= Beginning of Section =

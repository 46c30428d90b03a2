//! In-memory transport backed by tokio mpsc channels.

use async_trait::async_trait;
use snafu::{OptionExt as _, ensure};
use tokio::sync::mpsc;

use super::{Closed, TransportError};
use crate::mms::{ReadHalfConnection, WriteHalfConnection};

/// One end of an in-memory connection.
pub type ChannelEnd = (ChannelReadHalf, ChannelWriteHalf);

/// Create two connected ends. Each direction buffers up to `capacity` PDUs.
#[must_use]
pub fn pair(capacity: usize) -> (ChannelEnd, ChannelEnd) {
    let (a_tx, a_rx) = mpsc::channel(capacity);
    let (b_tx, b_rx) = mpsc::channel(capacity);
    (
        (ChannelReadHalf { receiver: b_rx }, ChannelWriteHalf { sender: a_tx }),
        (ChannelReadHalf { receiver: a_rx }, ChannelWriteHalf { sender: b_tx }),
    )
}

/// Receiving side of an in-memory connection.
#[derive(Debug)]
pub struct ChannelReadHalf {
    /// PDUs sent by the peer.
    receiver: mpsc::Receiver<Vec<u8>>,
}

#[async_trait]
impl ReadHalfConnection for ChannelReadHalf {
    type Error = TransportError;

    async fn receive_data(&mut self) -> Result<Vec<u8>, Self::Error> {
        self.receiver.recv().await.context(Closed)
    }
}

/// Sending side of an in-memory connection.
#[derive(Debug, Clone)]
pub struct ChannelWriteHalf {
    /// PDUs for the peer.
    sender: mpsc::Sender<Vec<u8>>,
}

#[async_trait]
impl WriteHalfConnection for ChannelWriteHalf {
    type Error = TransportError;

    async fn send_data(&mut self, data: Vec<u8>) -> Result<(), Self::Error> {
        ensure!(self.sender.send(data).await.is_ok(), Closed);
        Ok(())
    }
}

#[cfg(test)]
mod tests {
    use super::*;

    #[tokio::test]
    async fn test_pair_is_crossed() {
        let ((mut a_read, mut a_write), (mut b_read, mut b_write)) = pair(4);
        a_write.send_data(vec![1]).await.unwrap();
        b_write.send_data(vec![2]).await.unwrap();
        assert_eq!(b_read.receive_data().await.unwrap(), [1]);
        assert_eq!(a_read.receive_data().await.unwrap(), [2]);
    }

    #[tokio::test]
    async fn test_closed_peer() {
        let ((a_read, a_write), (mut b_read, mut b_write)) = pair(1);
        drop(a_write);
        assert!(b_read.receive_data().await.unwrap_err().is_closed());
        drop(a_read);
        assert!(b_write.send_data(vec![1]).await.unwrap_err().is_closed());
    }
}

= End of Section =

REQUIRED WORK:
Filter the entries down to the lines that hold "impl". Copy those lines.

REPLY:
impl ReadHalfConnection for ChannelReadHalf {
impl WriteHalfConnection for ChannelWriteHalf {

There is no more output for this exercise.